What is the compute performance difference?▾
The RTX 4070 delivers 29.1 TFLOPS in FP16 and FP32, compared to the A16's 4.5 TFLOPS in each. This results in over six times the throughput for AI tasks.
Which has higher memory bandwidth?▾
The RTX 4070 offers 504 GB/s bandwidth, more than double the A16's 231 GB/s. Higher bandwidth improves batch processing and data movement.
What are their power consumptions?▾
The A16 has a 250W TDP, while the RTX 4070 uses 200W. The lower TDP on the RTX 4070 enhances efficiency in cloud setups.
Which is newer?▾
The RTX 4070 uses the 2023 Ada Lovelace architecture, newer than the A16's 2021 Ampere. This brings advancements in efficiency and tensor cores.
Which is cheaper to rent, the A16 or the RTX 4070?▾
Cloud rental prices for both the A16 and RTX 4070 vary by provider, configuration, and availability. This page shows live pricing from 25+ providers updated every 60 seconds. Scroll to the Live Cloud Pricing section to compare current rates.

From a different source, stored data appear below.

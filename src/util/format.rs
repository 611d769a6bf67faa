use rust_decimal::{Decimal, RoundingStrategy};

use crate::domain::Price;

/// Dollar-prefixed amount with exactly two decimals.
pub fn format_price(price: Price) -> String {
    format_amount(price.value())
}

/// Rounds the exact binary value to cents, with half-cent ties going away from zero.
pub fn format_amount(amount: f64) -> String {
    match Decimal::from_f64_retain(amount) {
        Some(exact) => {
            let mut cents = exact.round_dp_with_strategy(2, RoundingStrategy::MidpointAwayFromZero);
            cents.rescale(2);
            format!("${cents}")
        }
        None => format!("${amount:.2}"),
    }
}

/// Turns a kebab-case key into a title, e.g. `within-a-month` -> `Within A Month`.
pub fn humanize_key(key: &str) -> String {
    key.split('-')
        .filter(|segment| !segment.is_empty())
        .map(|segment| {
            let mut chars = segment.chars();
            match chars.next() {
                Some(first) => first.to_uppercase().chain(chars).collect::<String>(),
                None => String::new(),
            }
        })
        .collect::<Vec<_>>()
        .join(" ")
}

#[cfg(test)]
mod tests {
    use super::*;
    use crate::domain::{estimate, Selections};

    #[test]
    fn prices_render_with_two_decimals() {
        assert_eq!(format_price(estimate(&Selections::default())), "$0.00");
        assert_eq!(format_amount(1840.0), "$1840.00");
        assert_eq!(format_amount(12.346), "$12.35");
        assert_eq!(format_amount(0.5), "$0.50");
    }

    #[test]
    fn half_cent_ties_round_up() {
        assert_eq!(format_amount(0.625), "$0.63");
        assert_eq!(format_amount(0.125), "$0.13");
        // 1.005 is stored just below the tie
        assert_eq!(format_amount(1.005), "$1.00");
    }

    #[test]
    fn tiny_area_quote_rounds_like_the_form() {
        let selections = Selections {
            area_size: 0.0625,
            ..Selections::default()
        };
        assert_eq!(format_price(estimate(&selections)), "$0.63");
    }

    #[test]
    fn keys_become_titles() {
        assert_eq!(humanize_key("within-a-month"), "Within A Month");
        assert_eq!(humanize_key("japanese"), "Japanese");
        assert_eq!(humanize_key("under-1000"), "Under 1000");
        assert_eq!(humanize_key(""), "");
    }
}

How much VRAM does the A16 have compared to the RTX 4070?▾
The A16 has 16 GB of GDDR6 memory. The RTX 4070 has 12 GB of GDDR6X memory.
Can I find A16 and RTX 4070 GPUs available to rent right now?▾
Yes. This page shows real-time availability across 25+ cloud GPU providers. The Live Cloud Pricing section displays only in-stock offers with current pricing.
What is the main difference between the A16 and the RTX 4070?▾
The A16 uses the Ampere architecture (2021) while the RTX 4070 uses Ada Lovelace (2023). The RTX 4070 delivers 6.5x the FP16 throughput and 2.2x the memory bandwidth of the A16.